By now you may have noticed a pattern.

On June 24, 1990, her husband died.

Phyllis Solomon moved into Leisure World and stayed about eight years. Solomon wasn’t politically active during those eight years. She belonged to some Leisure World organizations, including the Unitarian Fellowship, but she wasn’t involved much in politics any more.

Then she moved to what is now Laguna Woods, where her brother lived.

After living in Seal Beach Leisure World, where recycling is taken for granted, Solomon was shocked to find that the other Leisure World didn’t have recycling. Solomon tried to establish a recycling program.

She failed, though she said the movement was reactivated after she moved back to Seal Beach.

The credit (or blame) for Solomon’s return to Seal Beach can be laid at the doorstep of the Sun Newspapers. Someone apparently sent her a copy of the Sun, or she saw a copy while visiting family in the area, and read an article about a demonstration against the Iraq war in the paper.

Solomon decided to move back to Seal Beach.

Since her return, she has become a member of Concerned Shareholders of Leisure World and used to belong to We the People of Leisure World, two groups that have called for more openness on the part of the Golden Rain Foundation and the individual mutual boards that run the retirement community.

Right now, Solomon is focused on getting the Presidents Council to open its meetings to the public.

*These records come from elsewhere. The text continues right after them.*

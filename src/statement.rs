//! The statement model (L1).
//!
//! A closed, tagged enum — no trait objects, no per-statement heap
//! allocation beyond the `Vec<u32>` a count/parity variant's scope needs.
//! Each variant supports evaluation against a role vector, a canonical
//! string encoding that round-trips, and a display form for debugging.

use std::fmt;

use crate::error::{PuzzleError, Result};

/// A boolean predicate over a role vector `W` of `N` villagers.
#[derive(Debug, Clone, PartialEq, Eq, Hash)]
pub enum Statement {
    /// `W[a] => W[b]`
    Implication { a: u32, b: u32 },
    /// `W[a] = W[b]`, stored with `a < b`.
    Equivalence { a: u32, b: u32 },
    /// `W[a] | W[b]`, stored with `a < b`.
    Disjunction { a: u32, b: u32 },
    /// `W[a] xor W[b]`, stored with `a < b`.
    ExclusiveOne { a: u32, b: u32 },
    /// `!(W[a] & W[b])`, stored with `a < b`.
    AtMostOne { a: u32, b: u32 },
    /// `!W[a] => W[b]`
    ConverseImplication { a: u32, b: u32 },
    /// `!W[a] & !W[b]`, stored with `a < b`.
    Neither { a: u32, b: u32 },
    /// `sum(W[i] for i in scope) == k`
    ExactCount { scope: Vec<u32>, k: u32 },
    /// `sum(W[i] for i in scope) <= k`
    UpperBound { scope: Vec<u32>, k: u32 },
    /// `sum(W[i] for i in scope) >= k`
    LowerBound { scope: Vec<u32>, k: u32 },
    /// `sum(W[i] for i in scope) mod 2 == 0`
    EvenParity { scope: Vec<u32> },
    /// `sum(W[i] for i in scope) mod 2 == 1`
    OddParity { scope: Vec<u32> },
}

use Statement::*;

impl Statement {
    /// Evaluate this statement against the role vector implied by assignment
    /// index `j` (bit `i` of `j` is `W[i]`).
    pub fn evaluate(&self, j: u32) -> bool {
        let w = |i: u32| (j >> i) & 1 == 1;
        match self {
            Implication { a, b } => !w(*a) || w(*b),
            Equivalence { a, b } => w(*a) == w(*b),
            Disjunction { a, b } => w(*a) || w(*b),
            ExclusiveOne { a, b } => w(*a) ^ w(*b),
            AtMostOne { a, b } => !(w(*a) && w(*b)),
            ConverseImplication { a, b } => w(*a) || w(*b),
            Neither { a, b } => !w(*a) && !w(*b),
            ExactCount { scope, k } => count(scope, j) == *k,
            UpperBound { scope, k } => count(scope, j) <= *k,
            LowerBound { scope, k } => count(scope, j) >= *k,
            EvenParity { scope } => count(scope, j) % 2 == 0,
            OddParity { scope } => count(scope, j) % 2 == 1,
        }
    }

    /// The set of villager indices this statement mentions.
    pub fn variables_involved(&self) -> Vec<u32> {
        match self {
            Implication { a, b }
            | Equivalence { a, b }
            | Disjunction { a, b }
            | ExclusiveOne { a, b }
            | AtMostOne { a, b }
            | ConverseImplication { a, b }
            | Neither { a, b } => vec![*a, *b],
            ExactCount { scope, .. }
            | UpperBound { scope, .. }
            | LowerBound { scope, .. }
            | EvenParity { scope }
            | OddParity { scope } => scope.clone(),
        }
    }

    /// Small positive bias used only as a generator tie-breaker.
    pub fn complexity_cost(&self) -> u32 {
        match self {
            Implication { .. } | Equivalence { .. } | Disjunction { .. } => 1,
            ExclusiveOne { .. } | AtMostOne { .. } => 2,
            ConverseImplication { .. } => 1,
            Neither { .. } => 3,
            ExactCount { scope, k } => 2 * scope.len() as u32 + k,
            UpperBound { scope, k } => 2 * scope.len() as u32 + k,
            LowerBound { scope, k } => 2 * scope.len() as u32 + k,
            EvenParity { scope } | OddParity { scope } => 2 * scope.len() as u32,
        }
    }

    fn code_tag(&self) -> &'static str {
        match self {
            Implication { .. } => "I",
            Equivalence { .. } => "B",
            Disjunction { .. } => "A",
            ExclusiveOne { .. } => "X",
            AtMostOne { .. } => "T",
            ConverseImplication { .. } => "F",
            Neither { .. } => "N",
            ExactCount { .. } => "E",
            UpperBound { .. } => "M",
            LowerBound { .. } => "L",
            EvenParity { .. } => "V",
            OddParity { .. } => "O",
        }
    }

    /// Render the canonical code, e.g. `I-3-1`, `N-0-2`, `E-0.1.2.3.5-4`.
    pub fn encode(&self) -> String {
        let tag = self.code_tag();
        match self {
            Implication { a, b } | ConverseImplication { a, b } => format!("{tag}-{a}-{b}"),
            Equivalence { a, b }
            | Disjunction { a, b }
            | ExclusiveOne { a, b }
            | AtMostOne { a, b }
            | Neither { a, b } => format!("{tag}-{a}-{b}"),
            ExactCount { scope, k } | UpperBound { scope, k } | LowerBound { scope, k } => {
                format!("{tag}-{}-{k}", join_scope(scope))
            }
            EvenParity { scope } | OddParity { scope } => format!("{tag}-{}", join_scope(scope)),
        }
    }

    /// Parse a canonical code. Strict: fails on unknown tag, wrong arity,
    /// out-of-range indices, duplicate scope members, or non-canonical order.
    pub fn decode(code: &str, n: u32) -> Result<Statement> {
        let fields: Vec<&str> = code.split('-').collect();
        let tag = *fields.first().ok_or_else(|| malformed(code, "empty code"))?;
        let check_index = |v: u32| -> Result<u32> {
            if v >= n {
                return Err(PuzzleError::OutOfRangeIndex {
                    what: "villager index".into(),
                    value: v as i64,
                    bound: format!("< {n}"),
                });
            }
            Ok(v)
        };
        match tag {
            "I" | "F" => {
                let (a, b) = parse_pair(code, &fields)?;
                check_index(a)?;
                check_index(b)?;
                if a == b {
                    return Err(malformed(code, "implication endpoints must differ"));
                }
                Ok(if tag == "I" {
                    Implication { a, b }
                } else {
                    ConverseImplication { a, b }
                })
            }
            "B" | "A" | "X" | "T" | "N" => {
                let (a, b) = parse_pair(code, &fields)?;
                check_index(a)?;
                check_index(b)?;
                if a >= b {
                    return Err(PuzzleError::NonCanonicalPair { code: code.to_string() });
                }
                Ok(match tag {
                    "B" => Equivalence { a, b },
                    "A" => Disjunction { a, b },
                    "X" => ExclusiveOne { a, b },
                    "T" => AtMostOne { a, b },
                    _ => Neither { a, b },
                })
            }
            "E" | "M" | "L" => {
                if fields.len() != 3 {
                    return Err(malformed(code, "expected CODE-scope-k"));
                }
                let scope = parse_scope(code, fields[1], n)?;
                let k: u32 = fields[2]
                    .parse()
                    .map_err(|_| malformed(code, "k is not a non-negative integer"))?;
                if k as usize > scope.len() {
                    return Err(PuzzleError::OutOfRangeIndex {
                        what: "count bound k".into(),
                        value: k as i64,
                        bound: format!("<= {}", scope.len()),
                    });
                }
                Ok(match tag {
                    "E" => ExactCount { scope, k },
                    "M" => UpperBound { scope, k },
                    _ => LowerBound { scope, k },
                })
            }
            "V" | "O" => {
                if fields.len() != 2 {
                    return Err(malformed(code, "expected CODE-scope"));
                }
                let scope = parse_scope(code, fields[1], n)?;
                Ok(if tag == "V" { EvenParity { scope } } else { OddParity { scope } })
            }
            other => Err(malformed(code, &format!("unknown statement tag '{other}'"))),
        }
    }
}

impl fmt::Display for Statement {
    fn fmt(&self, f: &mut fmt::Formatter<'_>) -> fmt::Result {
        match self {
            Implication { a, b } => write!(f, "W[{a}] -> W[{b}]"),
            ConverseImplication { a, b } => write!(f, "!W[{a}] -> W[{b}]"),
            Equivalence { a, b } => write!(f, "W[{a}] = W[{b}]"),
            Disjunction { a, b } => write!(f, "W[{a}] or W[{b}]"),
            ExclusiveOne { a, b } => write!(f, "W[{a}] xor W[{b}]"),
            AtMostOne { a, b } => write!(f, "not both W[{a}] and W[{b}]"),
            Neither { a, b } => write!(f, "neither W[{a}] nor W[{b}]"),
            ExactCount { scope, k } => write!(f, "exactly {k} of {} are werewolves", fmt_scope(scope)),
            UpperBound { scope, k } => write!(f, "at most {k} of {} are werewolves", fmt_scope(scope)),
            LowerBound { scope, k } => write!(f, "at least {k} of {} are werewolves", fmt_scope(scope)),
            EvenParity { scope } => write!(f, "an even number of {} are werewolves", fmt_scope(scope)),
            OddParity { scope } => write!(f, "an odd number of {} are werewolves", fmt_scope(scope)),
        }
    }
}

fn fmt_scope(scope: &[u32]) -> String {
    let parts: Vec<String> = scope.iter().map(|i| format!("W[{i}]")).collect();
    format!("{{{}}}", parts.join(", "))
}

fn count(scope: &[u32], j: u32) -> u32 {
    scope.iter().filter(|&&i| (j >> i) & 1 == 1).count() as u32
}

fn join_scope(scope: &[u32]) -> String {
    scope.iter().map(|i| i.to_string()).collect::<Vec<_>>().join(".")
}

fn malformed(code: &str, reason: &str) -> PuzzleError {
    PuzzleError::MalformedCode { code: code.to_string(), reason: reason.to_string() }
}

fn parse_pair(code: &str, fields: &[&str]) -> Result<(u32, u32)> {
    if fields.len() != 3 {
        return Err(malformed(code, "expected CODE-a-b"));
    }
    let a: u32 = fields[1].parse().map_err(|_| malformed(code, "a is not an integer"))?;
    let b: u32 = fields[2].parse().map_err(|_| malformed(code, "b is not an integer"))?;
    Ok((a, b))
}

fn parse_scope(code: &str, raw: &str, n: u32) -> Result<Vec<u32>> {
    let mut scope = Vec::new();
    for part in raw.split('.') {
        let v: u32 = part.parse().map_err(|_| malformed(code, "scope member is not an integer"))?;
        if v >= n {
            return Err(PuzzleError::OutOfRangeIndex {
                what: "scope member".into(),
                value: v as i64,
                bound: format!("< {n}"),
            });
        }
        scope.push(v);
    }
    if scope.len() < 2 {
        return Err(malformed(code, "scope must name at least two villagers"));
    }
    let mut sorted = scope.clone();
    sorted.sort_unstable();
    sorted.dedup();
    if sorted.len() != scope.len() {
        return Err(malformed(code, "scope contains duplicate members"));
    }
    if sorted != scope {
        return Err(PuzzleError::NonCanonicalPair { code: code.to_string() });
    }
    Ok(scope)
}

She wants to know why the meetings are held in “secret.” Solomon and the other council critics can only guess.

“They seem to want to put us out of the protection of the Davis-Stirling Act,” she said.

Solomon doesn’t believe the Presidents Council is a powerless discussion group.

Solomon said some people think another legal battle with Leisure World might be necessary to establish that the mutual boards—and the Presidents Council—also fall under the jurisdiction of Davis-Stirling.

Solomon said she hopes that won’t be necessary.

She believes the demonstrations will work. She said they definitely put pressure on the council.

Despite the fact she hasn’t won this fight, yet, she is content. “I’m glad to be old,” she said. “I seem to be more at peace with myself.”

“I’m happier than I’ve ever been,” she said.